Assignment:
When a line below holds the string "isatty", show that line.

Provided material:
// SPDX-License-Identifier: MIT
//
// Terminal queries and the alternate-screen session.
//
// Safety: `ioctl(TIOCGWINSZ)`, `isatty` and the raw fd write in the panic
// hook are plain POSIX calls with no safe equivalent in std. Each unsafe
// block is one call.
//
// The renderer itself never touches the terminal: it writes bytes to a
// sink. These helpers are for hosts that own a real terminal. They size the
// first frame, pick the output mode and keep the user's shell intact.
//
// The panic hook writes a fixed restore sequence straight to fd 1, skipping
// Rust's stdout lock. A panic in the middle of a sink write holds that lock,
// and going through it would deadlock the hook.

#![allow(unsafe_code)]

use std::io::{self, Write};
use std::sync::Once;

use crate::ansi;
use crate::env::TerminalEnvironment;
use crate::error::Result;
use crate::geometry::Size;

// ─── Queries ────────────────────────────────────────────────────────────────

/// Current terminal size via `ioctl(TIOCGWINSZ)`.
///
/// `None` if stdout is not a terminal or the query fails.
#[cfg(unix)]
#[must_use]
pub fn get_size() -> Option<Size> {
    let mut ws: libc::winsize = unsafe { std::mem::zeroed() };
    let result = unsafe { libc::ioctl(libc::STDOUT_FILENO, libc::TIOCGWINSZ, &mut ws) };

    if result == 0 && ws.ws_col > 0 && ws.ws_row > 0 {
        Some(Size::new(ws.ws_col, ws.ws_row))
    } else {
        None
    }
}

#[cfg(not(unix))]
#[must_use]
pub fn get_size() -> Option<Size> {
    None
}

/// Whether stdout is connected to a terminal.
#[cfg(unix)]
#[must_use]
pub fn is_stdout_tty() -> bool {
    unsafe { libc::isatty(libc::STDOUT_FILENO) != 0 }
}

#[cfg(not(unix))]
#[must_use]
pub fn is_stdout_tty() -> bool {
    false
}

/// Capability snapshot for the live terminal, falling back to `fallback`
/// when the size can't be queried.
#[must_use]
pub fn detect_environment(fallback: Size) -> TerminalEnvironment {
    TerminalEnvironment::detect(get_size().unwrap_or(fallback))
}

// ─── Panic-Safe Restore ─────────────────────────────────────────────────────

/// Reset attributes, show the cursor, leave the alternate screen.
const EMERGENCY_RESTORE: &[u8] = b"\x1b[0m\x1b[?25h\x1b[?1049l";

static PANIC_HOOK_INSTALLED: Once = Once::new();

fn install_panic_hook() {
    PANIC_HOOK_INSTALLED.call_once(|| {
        let original = std::panic::take_hook();
        std::panic::set_hook(Box::new(move |info| {
            emergency_restore();
            original(info);
        }));
    });
}

fn emergency_restore() {
    #[cfg(unix)]
    unsafe {
        let _ = libc::write(
            libc::STDOUT_FILENO,
            EMERGENCY_RESTORE.as_ptr().cast::<libc::c_void>(),
            EMERGENCY_RESTORE.len(),
        );
    }

    #[cfg(not(unix))]
    {
        let _ = io::stdout().write_all(EMERGENCY_RESTORE);
        let _ = io::stdout().flush();
    }
}

// ─── AltScreen ──────────────────────────────────────────────────────────────

/// An alternate-screen session, restored on drop (and on panic).
///
/// ```no_run
/// use n_render::terminal::AltScreen;
///
/// let screen = AltScreen::enter()?;
/// // ... render frames ...
/// drop(screen);
/// # Ok::<(), n_render::error::RenderError>(())
/// ```
#[derive(Debug)]
pub struct AltScreen {
    active: bool,
}

impl AltScreen {
    /// Switch to the alternate screen and hide the cursor.
    ///
    /// # Errors
    ///
    /// Returns an error if stdout can't be written.
    pub fn enter() -> Result<Self> {
        install_panic_hook();
        let mut out = io::stdout().lock();
        ansi::enter_alt_screen(&mut out)?;
        ansi::cursor_hide(&mut out)?;
        ansi::clear_screen(&mut out)?;
        out.flush()?;
        Ok(Self { active: true })
    }

    /// Leave the alternate screen now instead of on drop.
    ///
    /// # Errors
    ///
    /// Returns an error if stdout can't be written.
    pub fn leave(mut self) -> Result<()> {
        self.restore()?;
        Ok(())
    }

    fn restore(&mut self) -> io::Result<()> {
        if !self.active {
            return Ok(());
        }
        self.active = false;
        let mut out = io::stdout().lock();
        ansi::reset(&mut out)?;
        ansi::cursor_show(&mut out)?;
        ansi::exit_alt_screen(&mut out)?;
        out.flush()
    }
}

impl Drop for AltScreen {
    fn drop(&mut self) {
        let _ = self.restore();
    }
}

// ─── Tests ──────────────────────────────────────────────────────────────────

Result of this exercise:
// Safety: `ioctl(TIOCGWINSZ)`, `isatty` and the raw fd write in the panic
    unsafe { libc::isatty(libc::STDOUT_FILENO) != 0 }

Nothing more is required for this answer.